How Professional Colorists Look at Image Contrast
Contrast ratio is one of the core concepts in color grading and is a topic that we should all be more aware of. For me, it connects to photography, and it’s an idea I think that we could all be more aware of and to incorporate more in our color grading. So in this article, we’ll be looking at contrast ratio in DaVinci Resolve, and then I’ll share how I use this concept to guide and inform my color grading practice.
What is photographic contrast ratio?
First things first, what do I mean by photographic contrast ratio? Well, when we use the term in the world of cinematography, we’re referring to the ratio between the light reflecting off the key side of our subject versus the light reflecting off the fill side of our subject.
For instance, this sample image has a moderate to high contrast ratio because there is a significant difference between the light on the key side and the light on the fill side of the subject.
A great way to assess contrast in your initial image is to look at your subject’s nose. By evaluating how prominent and visible the shadow from their nose is, you’ll have a pretty good indicator of how high or low the contrast ratio is for that scene.
Assessing the contrast ratio of a scene
This leads us to the first way to use contrast ratio, and that’s as an assessment tool. When initially looking at an image, you should assess what the inherent contrast ratio of that image is. While our first sample image had a moderate to high ratio, the image below has a low contrast ratio.
In this shot, the key light is the sun which is diffused by all the clouds in the atmosphere. If you consider the key side and the fill side of our subject’s face, there’s not much difference. That’s always going to create a much lower contrast ratio than if the scene was lit by direct hard sunlight.
Now, what is this initial assessment good for? For me, it means we can use the following rule of thumb: if you have a scene with a moderate to high contrast ratio, you’ll generally take a more conservative approach with contrast when color grading. On the other side of the spectrum, if you have a scene with a lower contrast ratio, you’ll likely increase the contrast ratio when grading.
“If you have a scene with a moderate to high contrast ratio, you’ll generally take a more conservative approach with contrast when color grading.”
So, the higher the contrast in-camera, the less contrast in post. And the lower the contrast in-camera, the more contrast in post. Of course, that’s not a one-size-fits-all prescription, but it is a useful rule of thumb.
Adjusting exposure with contrast in mind
Before jumping in and adjusting the contrast in our images, we’ll first need to get our exposure right. Exposure is the first step of any grading adjustments that I do. However, we’re still considering that initial contrast ratio assessment because we’re going to judge exposure based on the key side of the subject’s face.
Our third sample image has a moderate to high contrast ratio with a relatively high exposure. Let’s say we want to change the feeling of the scene by dropping the exposure significantly. If you haven’t already, add a serial node at the start of the node tree and label it Exposure.

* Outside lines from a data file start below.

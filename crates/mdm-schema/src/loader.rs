//! Catalog loading from JSON and YAML files

use crate::model::{AttributeDefinition, AttributeGroup, RawAttributeDefinition};
use crate::{Error, Result};
use mdm_ir::{Association, Category, Family, Item, ItemType};
use serde::{Deserialize, Serialize};
use std::path::{Path, PathBuf};
use tracing::{debug, info, trace};

/// Everything a catalog file can carry
///
/// Definitions stay raw so a caller can report every bad definition instead
/// of failing on the first during deserialization.
#[derive(Debug, Clone, Default, Serialize, Deserialize)]
#[serde(rename_all = "camelCase", default)]
pub struct Catalog {
    pub definitions: Vec<RawAttributeDefinition>,
    pub groups: Vec<AttributeGroup>,
    pub item_types: Vec<ItemType>,
    pub categories: Vec<Category>,
    pub families: Vec<Family>,
    pub items: Vec<Item>,
    pub associations: Vec<Association>,
}

impl Catalog {
    /// Parse every definition's kind and config
    ///
    /// # Errors
    ///
    /// The first structurally invalid definition.
    pub fn parse_definitions(&self) -> Result<Vec<AttributeDefinition>> {
        self.definitions
            .iter()
            .cloned()
            .map(AttributeDefinition::try_from)
            .collect()
    }

    /// Total number of records of all kinds
    #[must_use]
    pub fn len(&self) -> usize {
        self.definitions.len()
            + self.groups.len()
            + self.item_types.len()
            + self.categories.len()
            + self.families.len()
            + self.items.len()
            + self.associations.len()
    }

    #[must_use]
    pub fn is_empty(&self) -> bool {
        self.len() == 0
    }
}

/// Finds and parses catalog files
pub struct CatalogLoader {
    search_paths: Vec<PathBuf>,
}

impl CatalogLoader {
    /// Create a loader with the given search paths
    #[must_use]
    pub fn new(search_paths: Vec<PathBuf>) -> Self {
        Self { search_paths }
    }

    /// Load a catalog by name from the search paths
    ///
    /// Tries `<name>.json`, `<name>.yaml`, and `<name>.yml` in each path.
    ///
    /// # Errors
    ///
    /// [`Error::NotFound`] when no file matches, or the parse error.
    pub fn load(&self, name: &str) -> Result<Catalog> {
        let candidates = [
            format!("{name}.json"),
            format!("{name}.yaml"),
            format!("{name}.yml"),
        ];

        for path in &self.search_paths {
            for candidate in &candidates {
                let file_path = path.join(candidate);
                if file_path.exists() {
                    trace!("Found catalog file: {:?}", file_path);
                    return self.load_from_file(&file_path);
                }
            }
        }

        Err(Error::NotFound(format!("catalog '{name}'")))
    }

    /// Load a catalog from a specific file
    ///
    /// Files ending in `.yaml` or `.yml` are read as YAML, anything else as JSON.
    ///
    /// # Errors
    ///
    /// IO failures and parse errors.
    pub fn load_from_file(&self, path: &Path) -> Result<Catalog> {
        debug!("Loading catalog from file: {:?}", path);
        let content = std::fs::read_to_string(path)?;

        let catalog = if path
            .extension()
            .is_some_and(|e| e == "yaml" || e == "yml")
        {
            self.load_from_yaml(&content)?
        } else {
            self.load_from_json(&content)?
        };

        info!(
            "Loaded catalog {:?}: {} definitions, {} groups, {} item types, {} categories, {} families, {} items, {} associations",
            path,
            catalog.definitions.len(),
            catalog.groups.len(),
            catalog.item_types.len(),
            catalog.categories.len(),
            catalog.families.len(),
            catalog.items.len(),
            catalog.associations.len()
        );
        Ok(catalog)
    }

    /// Parse a catalog from JSON text
    ///
    /// # Errors
    ///
    /// [`Error::InvalidFormat`] on malformed JSON or shape mismatch.
    pub fn load_from_json(&self, json: &str) -> Result<Catalog> {
        serde_json::from_str(json)
            .map_err(|e| Error::InvalidFormat(format!("JSON parse error: {e}")))
    }

    /// Parse a catalog from YAML text
    ///
    /// # Errors
    ///
    /// [`Error::InvalidFormat`] on malformed YAML or shape mismatch.
    pub fn load_from_yaml(&self, yaml: &str) -> Result<Catalog> {
        serde_yaml::from_str(yaml)
            .map_err(|e| Error::InvalidFormat(format!("YAML parse error: {e}")))
    }

    #[must_use]
    pub fn search_paths(&self) -> &[PathBuf] {
        &self.search_paths
    }
}

impl Default for CatalogLoader {
    fn default() -> Self {
        Self::new(vec![PathBuf::from(".")])
    }
}

#[cfg(test)]
mod tests {
    use super::*;
    use crate::kind::AttributeKind;
    use std::io::Write;

    const CATALOG_JSON: &str = r#"{
        "definitions": [
            {"id": "d1", "code": "weight", "name": "Weight", "type": "number", "config": {"min": 0}},
            {"id": "d2", "code": "size", "name": "Size", "type": "select",
             "config": {"options": [{"value": "s"}, {"value": "m"}]}}
        ],
        "groups": [{"id": "g1", "code": "basic", "name": "Basic", "attributes": ["d1", "d2"]}],
        "itemTypes": [{"id": "it1", "code": "product", "name": "Product", "attributeGroups": ["g1"]}],
        "categories": [{"id": "c1", "code": "root", "name": "Root", "itemType": "it1"}]
    }"#;

    const CATALOG_YAML: &str = r"
definitions:
  - id: d1
    code: color
    name: Color
    type: color
    config:
      format: hex
families:
  - id: f1
    code: shirts
    name: Shirts
    category: c1
";

    #[test]
    fn test_load_from_json() {
        let catalog = CatalogLoader::default().load_from_json(CATALOG_JSON).unwrap();

        assert_eq!(catalog.definitions.len(), 2);
        assert_eq!(catalog.groups[0].attributes.len(), 2);
        assert_eq!(catalog.item_types[0].attribute_groups[0].as_str(), "g1");
        assert_eq!(catalog.categories[0].item_type.as_ref().unwrap().as_str(), "it1");
        assert!(catalog.families.is_empty());
        assert_eq!(catalog.len(), 5);

        let definitions = catalog.parse_definitions().unwrap();
        assert_eq!(definitions[1].kind(), AttributeKind::Select);
    }

    #[test]
    fn test_load_from_yaml() {
        let catalog = CatalogLoader::default().load_from_yaml(CATALOG_YAML).unwrap();
        assert_eq!(catalog.definitions[0].kind, "color");
        assert_eq!(catalog.families[0].category.as_ref().unwrap().as_str(), "c1");
    }

    #[test]
    fn test_invalid_json_is_format_error() {
        let err = CatalogLoader::default().load_from_json("{not json").unwrap_err();
        assert!(matches!(err, Error::InvalidFormat(_)));
    }

    #[test]
    fn test_parse_definitions_reports_bad_config() {
        let catalog = CatalogLoader::default()
            .load_from_json(
                r#"{"definitions": [{"id": "d", "code": "tags", "name": "Tags", "type": "array"}]}"#,
            )
            .unwrap();
        let err = catalog.parse_definitions().unwrap_err();
        assert!(matches!(err, Error::Config { ref field, .. } if field == "itemType"));
    }

    #[test]
    fn test_load_by_name_from_search_paths() -> anyhow::Result<()> {
        let dir = tempfile::tempdir()?;
        let mut file = std::fs::File::create(dir.path().join("apparel.yaml"))?;
        file.write_all(CATALOG_YAML.as_bytes())?;

        let loader = CatalogLoader::new(vec![dir.path().to_path_buf()]);
        let catalog = loader.load("apparel")?;
        assert_eq!(catalog.definitions.len(), 1);

        assert!(matches!(loader.load("missing"), Err(Error::NotFound(_))));
        Ok(())
    }

    #[test]
    fn test_load_from_json_file() -> anyhow::Result<()> {
        let mut file = tempfile::Builder::new().suffix(".json").tempfile()?;
        file.write_all(CATALOG_JSON.as_bytes())?;

        let catalog = CatalogLoader::default().load_from_file(file.path())?;
        assert_eq!(catalog.groups.len(), 1);
        Ok(())
    }
}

With your Exposure node selected, go to your Primaries tab and drag the Offset wheel to drop the exposure down. This reduces the brightness of the key side and emphasizes some of the facial details, making things a bit moodier. But when you look at the image as a whole, this exposure reduction also crushes some of our shadows in the fill side of her face, making the image feel a bit heavy, as you can see below. And, in this case, we don’t want to make it that dark.

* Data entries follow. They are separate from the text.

impl Fields<'_> {
    /// Present, non-null field
    fn get(&self, field: &str) -> Option<&Value> {
        self.0.get(field).filter(|v| !v.is_null())
    }

    fn number(&self, field: &str) -> Parsed<Option<f64>> {
        match self.get(field) {
            None => Ok(None),
            Some(v) if v.is_finite_number() => Ok(v.as_f64()),
            Some(_) => Err(ConfigIssue::new(field, "must be a number")),
        }
    }

    fn non_negative_int(&self, field: &str) -> Parsed<Option<usize>> {
        match self.get(field) {
            None => Ok(None),
            Some(v) => match v.as_i64().map(usize::try_from) {
                Some(Ok(n)) => Ok(Some(n)),
                _ => Err(ConfigIssue::new(field, "must be a non-negative integer")),
            },
        }
    }

    fn positive_int(&self, field: &str) -> Parsed<Option<usize>> {
        match self.non_negative_int(field) {
            Ok(Some(0)) | Err(_) => Err(ConfigIssue::new(field, "must be a positive integer")),
            other => other,
        }
    }

    fn bool(&self, field: &str) -> Parsed<Option<bool>> {
        match self.get(field) {
            None => Ok(None),
            Some(Value::Bool(b)) => Ok(Some(*b)),
            Some(_) => Err(ConfigIssue::new(field, "must be a boolean")),
        }
    }

    fn string(&self, field: &str) -> Parsed<Option<String>> {
        match self.get(field) {
            None => Ok(None),
            Some(Value::String(s)) => Ok(Some(s.clone())),
            Some(_) => Err(ConfigIssue::new(field, "must be a string")),
        }
    }

    fn required_string(&self, field: &str) -> Parsed<String> {
        self.string(field)?
            .ok_or_else(|| ConfigIssue::new(field, "is required (string)"))
    }

    fn string_list(&self, field: &str) -> Parsed<Option<Vec<String>>> {
        let Some(value) = self.get(field) else {
            return Ok(None);
        };
        let items = value
            .as_list()
            .ok_or_else(|| ConfigIssue::new(field, "must be an array of strings"))?;
        items
            .iter()
            .map(|item| {
                item.as_str()
                    .map(str::to_string)
                    .ok_or_else(|| ConfigIssue::new(field, "entries must be strings"))
            })
            .collect::<Parsed<Vec<_>>>()
            .map(Some)
    }

    /// Required non-empty array of objects
    fn object_list(&self, field: &str) -> Parsed<Vec<Fields<'_>>> {
        let items = self
            .get(field)
            .and_then(Value::as_list)
            .filter(|items| !items.is_empty())
            .ok_or_else(|| ConfigIssue::new(field, "must be a non-empty array"))?;
        items
            .iter()
            .map(|item| {
                item.as_map()
                    .map(Fields)
                    .ok_or_else(|| ConfigIssue::new(field, "entries must be objects"))
            })
            .collect()
    }
}
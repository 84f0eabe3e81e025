//! Ancestor-chain maintenance for category and family trees

use crate::{Error, Result};
use mdm_ir::{Category, EntityId, Family, HierarchyNode};
use mdm_store::Repository;
use std::collections::{HashMap, HashSet};
use tracing::debug;

/// Storage access for one kind of tree node
pub(crate) trait StoredNode: HierarchyNode + Clone {
    async fn load<R: Repository>(repo: &R, id: &EntityId) -> mdm_store::Result<Option<Self>>;
    async fn list<R: Repository>(repo: &R) -> mdm_store::Result<Vec<Self>>;
    async fn store<R: Repository>(repo: &R, node: Self) -> mdm_store::Result<()>;
}

impl StoredNode for Category {
    async fn load<R: Repository>(repo: &R, id: &EntityId) -> mdm_store::Result<Option<Self>> {
        repo.find_category(id).await
    }

    async fn list<R: Repository>(repo: &R) -> mdm_store::Result<Vec<Self>> {
        repo.list_categories().await
    }

    async fn store<R: Repository>(repo: &R, node: Self) -> mdm_store::Result<()> {
        repo.save_category(node).await
    }
}

impl StoredNode for Family {
    async fn load<R: Repository>(repo: &R, id: &EntityId) -> mdm_store::Result<Option<Self>> {
        repo.find_family(id).await
    }

    async fn list<R: Repository>(repo: &R) -> mdm_store::Result<Vec<Self>> {
        repo.list_families().await
    }

    async fn store<R: Repository>(repo: &R, node: Self) -> mdm_store::Result<()> {
        repo.save_family(node).await
    }
}

/// Ancestor chain for a node placed under `parent`
///
/// Root-first, excluding the node itself: `parent.ancestors ++ [parent]`.
pub(crate) async fn compute_ancestors<N, R>(
    repo: &R,
    node_id: &EntityId,
    parent: Option<&EntityId>,
) -> Result<Vec<EntityId>>
where
    N: StoredNode,
    R: Repository,
{
    let Some(parent_id) = parent else {
        return Ok(Vec::new());
    };
    if parent_id == node_id {
        return Err(Error::CycleDetected {
            entity: N::KIND,
            id: node_id.clone(),
        });
    }

    let parent = N::load(repo, parent_id)
        .await?
        .ok_or_else(|| Error::ParentNotFound {
            entity: N::KIND,
            id: parent_id.clone(),
        })?;
    if parent.ancestors().contains(node_id) {
        return Err(Error::CycleDetected {
            entity: N::KIND,
            id: node_id.clone(),
        });
    }

    let mut ancestors = parent.ancestors().to_vec();
    ancestors.push(parent_id.clone());
    Ok(ancestors)
}

/// Recompute the ancestor chains of every descendant of `root`
///
/// `root` must already carry its new chain. Returns the number of
/// descendants rewritten.
pub(crate) async fn propagate_ancestors<N, R>(repo: &R, root: &N) -> Result<usize>
where
    N: StoredNode,
    R: Repository,
{
    let mut descendants: Vec<N> = N::list(repo)
        .await?
        .into_iter()
        .filter(|node| node.ancestors().contains(root.id()))
        .collect();
    // Shallow nodes first, so every parent's chain is final before its children
    descendants.sort_by_key(|node| node.ancestors().len());

    let mut chains: HashMap<EntityId, Vec<EntityId>> = HashMap::new();
    chains.insert(root.id().clone(), root.ancestors().to_vec());

    let mut rewritten = 0;
    for mut node in descendants {
        let Some(parent_id) = node.parent().cloned() else {
            continue;
        };
        let Some(parent_chain) = chains.get(&parent_id) else {
            continue;
        };

        let mut chain = parent_chain.clone();
        chain.push(parent_id);
        chains.insert(node.id().clone(), chain.clone());

        if node.ancestors() != chain.as_slice() {
            node.set_ancestors(chain);
            N::store(repo, node).await?;
            rewritten += 1;
        }
    }

    if rewritten > 0 {
        debug!("Recomputed ancestors for {} descendants of {}", rewritten, root.id());
    }
    Ok(rewritten)
}

/// Order nodes so every parent comes before its children
///
/// Nodes whose parent is outside the input count as roots. Nodes caught in a
/// parent cycle are appended last in input order, so the write that follows
/// reports the cycle.
pub(crate) fn parents_first<N: HierarchyNode + Clone>(nodes: &[N]) -> Vec<N> {
    let present: HashSet<&EntityId> = nodes.iter().map(HierarchyNode::id).collect();
    let mut placed: HashSet<&EntityId> = HashSet::new();
    let mut ordered = Vec::with_capacity(nodes.len());
    let mut pending: Vec<&N> = nodes.iter().collect();

    while !pending.is_empty() {
        let before = pending.len();
        pending.retain(|node| {
            let ready = node
                .parent()
                .is_none_or(|p| !present.contains(p) || placed.contains(p));
            if ready {
                placed.insert(node.id());
                ordered.push((*node).clone());
            }
            !ready
        });
        if pending.len() == before {
            ordered.extend(pending.drain(..).cloned());
        }
    }

    ordered
}

#[cfg(test)]
mod tests {
    use super::*;

    #[test]
    fn test_parents_first_orders_by_depth() {
        let nodes = vec![
            Category::new("c", "c", "C").with_parent("b"),
            Category::new("b", "b", "B").with_parent("a"),
            Category::new("a", "a", "A"),
            Category::new("x", "x", "X").with_parent("outside"),
        ];

        let ordered: Vec<String> = parents_first(&nodes)
            .iter()
            .map(|c| c.code.clone())
            .collect();
        assert_eq!(ordered, vec!["a", "x", "b", "c"]);
    }

    #[test]
    fn test_parents_first_keeps_cycles() {
        let nodes = vec![
            Category::new("a", "a", "A").with_parent("b"),
            Category::new("b", "b", "B").with_parent("a"),
        ];
        assert_eq!(parents_first(&nodes).len(), 2);
    }
}
//! Concurrent registry of attribute definitions and groups

use crate::model::{AttributeDefinition, AttributeGroup, PopulatedGroup};
use dashmap::DashMap;
use mdm_ir::EntityId;
use tracing::{debug, trace};

/// Thread-safe cache of definitions and groups, indexed by id and by code
///
/// Share it behind an `Arc`; every method takes `&self`.
#[derive(Debug, Default)]
pub struct CatalogRegistry {
    definitions: DashMap<EntityId, AttributeDefinition>,
    definition_codes: DashMap<String, EntityId>,
    groups: DashMap<EntityId, AttributeGroup>,
    group_codes: DashMap<String, EntityId>,
}

impl CatalogRegistry {
    #[must_use]
    pub fn new() -> Self {
        Self::default()
    }

    /// Insert or replace a definition, returning the previous version
    pub fn register_definition(&self, definition: AttributeDefinition) -> Option<AttributeDefinition> {
        trace!("Registering definition: {} ({})", definition.code, definition.id);
        let previous = self
            .definitions
            .insert(definition.id.clone(), definition.clone());
        if let Some(old) = &previous {
            if old.code != definition.code {
                self.definition_codes.remove(&old.code);
            }
        }
        self.definition_codes
            .insert(definition.code.clone(), definition.id);
        previous
    }

    #[must_use]
    pub fn get_definition(&self, id: &EntityId) -> Option<AttributeDefinition> {
        self.definitions.get(id).map(|entry| entry.value().clone())
    }

    #[must_use]
    pub fn get_definition_by_code(&self, code: &str) -> Option<AttributeDefinition> {
        let id = self.definition_codes.get(code)?.value().clone();
        self.get_definition(&id)
    }

    /// Id of the definition currently holding `code`
    #[must_use]
    pub fn definition_code_owner(&self, code: &str) -> Option<EntityId> {
        self.definition_codes.get(code).map(|entry| entry.value().clone())
    }

    pub fn remove_definition(&self, id: &EntityId) -> Option<AttributeDefinition> {
        let (_, removed) = self.definitions.remove(id)?;
        self.definition_codes.remove(&removed.code);
        debug!("Removed definition: {}", removed.code);
        Some(removed)
    }

    /// All definitions, sorted by code
    #[must_use]
    pub fn definitions(&self) -> Vec<AttributeDefinition> {
        let mut all: Vec<_> = self.definitions.iter().map(|e| e.value().clone()).collect();
        all.sort_by(|a, b| a.code.cmp(&b.code));
        all
    }

    /// Insert or replace a group, returning the previous version
    pub fn register_group(&self, group: AttributeGroup) -> Option<AttributeGroup> {
        trace!("Registering group: {} ({})", group.code, group.id);
        let previous = self.groups.insert(group.id.clone(), group.clone());
        if let Some(old) = &previous {
            if old.code != group.code {
                self.group_codes.remove(&old.code);
            }
        }
        self.group_codes.insert(group.code.clone(), group.id);
        previous
    }

    #[must_use]
    pub fn get_group(&self, id: &EntityId) -> Option<AttributeGroup> {
        self.groups.get(id).map(|entry| entry.value().clone())
    }

    /// Id of the group currently holding `code`
    #[must_use]
    pub fn group_code_owner(&self, code: &str) -> Option<EntityId> {
        self.group_codes.get(code).map(|entry| entry.value().clone())
    }

    pub fn remove_group(&self, id: &EntityId) -> Option<AttributeGroup> {
        let (_, removed) = self.groups.remove(id)?;
        self.group_codes.remove(&removed.code);
        debug!("Removed group: {}", removed.code);
        Some(removed)
    }

    /// All groups, sorted by code
    #[must_use]
    pub fn groups(&self) -> Vec<AttributeGroup> {
        let mut all: Vec<_> = self.groups.iter().map(|e| e.value().clone()).collect();
        all.sort_by(|a, b| a.code.cmp(&b.code));
        all
    }

    /// Ids of groups that list the definition
    #[must_use]
    pub fn groups_containing(&self, definition: &EntityId) -> Vec<EntityId> {
        let mut ids: Vec<_> = self
            .groups
            .iter()
            .filter(|entry| entry.value().contains(definition))
            .map(|entry| entry.key().clone())
            .collect();
        ids.sort();
        ids
    }

    /// Resolve groups with their definitions
    ///
    /// Follows the order of `ids`. Unknown group ids and dangling definition
    /// ids are skipped.
    #[must_use]
    pub fn populate(&self, ids: &[EntityId]) -> Vec<PopulatedGroup> {
        ids.iter()
            .filter_map(|id| {
                let Some(group) = self.get_group(id) else {
                    trace!("Skipping unknown group: {}", id);
                    return None;
                };
                let definitions = group
                    .attributes
                    .iter()
                    .filter_map(|def_id| self.get_definition(def_id))
                    .collect();
                Some(PopulatedGroup { group, definitions })
            })
            .collect()
    }
}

Not to worry. We’ll fix this by adjusting the contrast ratio. While there are many ways to do this—we could use Lift and Gain, for example—I prefer to use the simplest tool that gets the job done. In this case, I’m going to use my go-to preference, Contrast Pivot, which is found at the top of the Primaries tab, just labeled “Pivot.” So add a serial node to the node tree after your Exposure node, and label it Ratio.
With this node selected, go to the Primaries tab and drag the Contrast value down to bring back a better balance to the overall contrast ratio. Then, lower the Pivot value to shift the contrast softening so that it affects the shadows more than the highlights.
In simple terms, all we’ve done is assessed the original image, then taken the shortest path to driving it where we want it to go.
A different approach
Let’s do a quick experiment and come up with a completely different recipe to grade this same image. (If you’re following along, make sure you reset your Exposure and Ratio nodes.) This time, we’ll set the Exposure to a value that’s more open that it was in our previous example, which lowers the contrast ratio of the scene when compared to the original camera negative. It looks like this.
Now, we’ll introduce contrast to the image, specifically on the fill side.
When you compare the results of these two adjustments, as shown above, you can see that they’re totally different. The tools we used were simple and easy to control, and applied in a way that supports the original contrast ratio of the in-camera footage. Breaking it down into to simple steps, we have our original footage from which we can assess the original contrast ratio. We then decide what our intent is and adjust the exposure to bring the image closer, then use the Contrast and Pivot controls to add (or reduce) contrast based on the look we’re after.
This is not the only way to reach this goal—it’s a big subject and there are a lot of different tools that we can use to manipulate it. But the important thing to remember here is to anchor our work in to the intentions that were captured on set, maintaining a photographic context for the contrast in our grades.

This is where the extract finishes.